Verification: Prove the Result

Concept. Step three: verification. The model generates SQL, and you trust it like any code, handwritten or not, with three tools from software: a unit test proves one query is right, a regression test proves it stays right, and a library lets verified queries compose. All three need code. None of them work in English.

Intuition. Verification lives in code, like the spec did. The debug table is the unit test, the tests you keep are the regression suite, and the verified queries are the library.

The spec is Query B: return only Pluto. Execution got the query to run, but runs ≠ correct, as you've seen. You know the answer to expect, so confirm the query reproduces it: start with one query, by hand, on both readings.

Unit Test: One Query

The two readings, in SQL:

Query A: LEFT JOIN Approach

-- Find users who listened to non-Taylor songs (or no songs)
SELECT u.user_id, u.name
FROM Users u
LEFT JOIN Listens l ON u.user_id = l.user_id
LEFT JOIN Songs s ON l.song_id = s.song_id
WHERE s.artist != 'Taylor Swift' OR s.artist IS NULL
GROUP BY u.user_id, u.name

Query B: NOT IN Subquery Approach

-- Find users who never listened to any Taylor Swift song
SELECT u.user_id, u.name
FROM Users u
WHERE u.user_id NOT IN (
    SELECT DISTINCT l.user_id
    FROM Listens l
    JOIN Songs s ON l.song_id = s.song_id
    WHERE s.artist = 'Taylor Swift'
)

Reminder. Beware the NULL in NOT IN trap. Here we are safe because l.user_id cannot be NULL per the Spotify schema; adding WHERE l.user_id IS NOT NULL is still good defensive practice.

A debug table traces a query the way the engine runs it, one clause at a time, writing the rows after each step. Trace both readings and they diverge, exactly as the spec predicted: Query A keeps all four users, Query B keeps only Pluto.

Both queries, traced step by step:

Query A Execution Trace

Step 1: LEFT JOIN Users with Listens

user_idnamelisten_idsong_idratingNotes
1Mickey114.5
1Mickey224.2
1Mickey363.9
2Minnie424.7
2Minnie574.6
2Minnie683.9
3Daffy712.9
3Daffy824.9
3Daffy96NULL
4PlutoNULLNULLNULLNo listens

Step 2: LEFT JOIN with Songs (Add artist)

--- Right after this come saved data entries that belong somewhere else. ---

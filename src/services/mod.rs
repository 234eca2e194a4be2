//! Business logic services.

pub mod activity;
pub mod weather;

pub use activity::ActivityStore;
pub use weather::WeatherService;
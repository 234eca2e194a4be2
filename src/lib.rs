// SPDX-License-Identifier: MIT

//! Outing-Log: a personal activity journal API
//!
//! This crate provides the backend API for recording outings (golf rounds,
//! surf sessions, mountain bike rides), enriching each record with a weather
//! snapshot at creation time and persisting it to a user-scoped Firestore
//! collection for later browsing.

pub mod config;
pub mod db;
pub mod error;
pub mod middleware;
pub mod models;
pub mod routes;
pub mod services;

use config::Config;
use db::FirestoreDb;
use services::WeatherService;

/// Shared application state.
pub struct AppState {
    pub config: Config,
    pub db: FirestoreDb,
    pub weather: WeatherService,
}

user_idnamesong_idtitleartistNotes
1Mickey1EvermoreTaylor Swift
1Mickey2WillowTaylor Swift
1Mickey6YesterdayBeatles
2Minnie2WillowTaylor Swift
2Minnie7Yellow SubmarineBeatles
2Minnie8Hey JudeBeatles
3Daffy1EvermoreTaylor Swift
3Daffy2WillowTaylor Swift
3Daffy6YesterdayBeatles
4PlutoNULLNULLNULLNo songs

Step 3: WHERE filter (artist != 'Taylor Swift' OR artist IS NULL)

user_idnamesong_idtitleartistNotes
1Mickey6YesterdayBeatlesKept: artist != 'Taylor Swift'
2Minnie7Yellow SubmarineBeatlesKept: artist != 'Taylor Swift'
2Minnie8Hey JudeBeatlesKept: artist != 'Taylor Swift'
3Daffy6YesterdayBeatlesKept: artist != 'Taylor Swift'
4PlutoNULLNULLNULLKept: artist IS NULL

Step 4: GROUP BY and Final Output

user_idname
1Mickey
2Minnie
3Daffy
4Pluto

Query B Execution Trace

Step 1: Find Taylor Swift listeners

user_idNotes
1Listened to songs 1, 2 (Taylor Swift)
2Listened to song 2 (Taylor Swift)
3Listened to songs 1, 2 (Taylor Swift)

Step 2: NOT IN filter

user_idnameNotes
1MickeyExcluded: user_id IN {1,2,3}
2MinnieExcluded: user_id IN {1,2,3}
3DaffyExcluded: user_id IN {1,2,3}
4PlutoIncluded: user_id NOT IN {1,2,3}

Final Output

user_idname
4Pluto

That is a unit test: one query, run against the answer you expected. "Did this LEFT JOIN keep Pluto? Did the GROUP BY count once?" You settle those by running the query and comparing the result, not by re-reading the English.

The answer is built by a pipeline of relational operations on the left (blue): schema and definitions, then joins and filters, then GROUP BY and COUNT, then the result. On the right, each layer has a verification question: is this the governed metric, do the right rows survive (Pluto), does it count the right thing, does the number match the result you expected.

Figure 1. A query is a stack of exact relational operations (blue): a schema and its definitions, then joins and filters, then a GROUP BY and COUNT, then the result. Each one fixes a piece of the meaning, so each is one thing you can test: is this the governed metric, do the right rows survive (the Pluto case), does it count the right thing, does the number match what you expected. You settle each by running the query, not by arguing in English.

Regression Test: It Stays Right

A unit test proves the query is right today. Keep it and re-run it on every change, and it proves the query is still right tomorrow. That is a regression test: if a definition silently shifts, the stored test fails that day, not months later.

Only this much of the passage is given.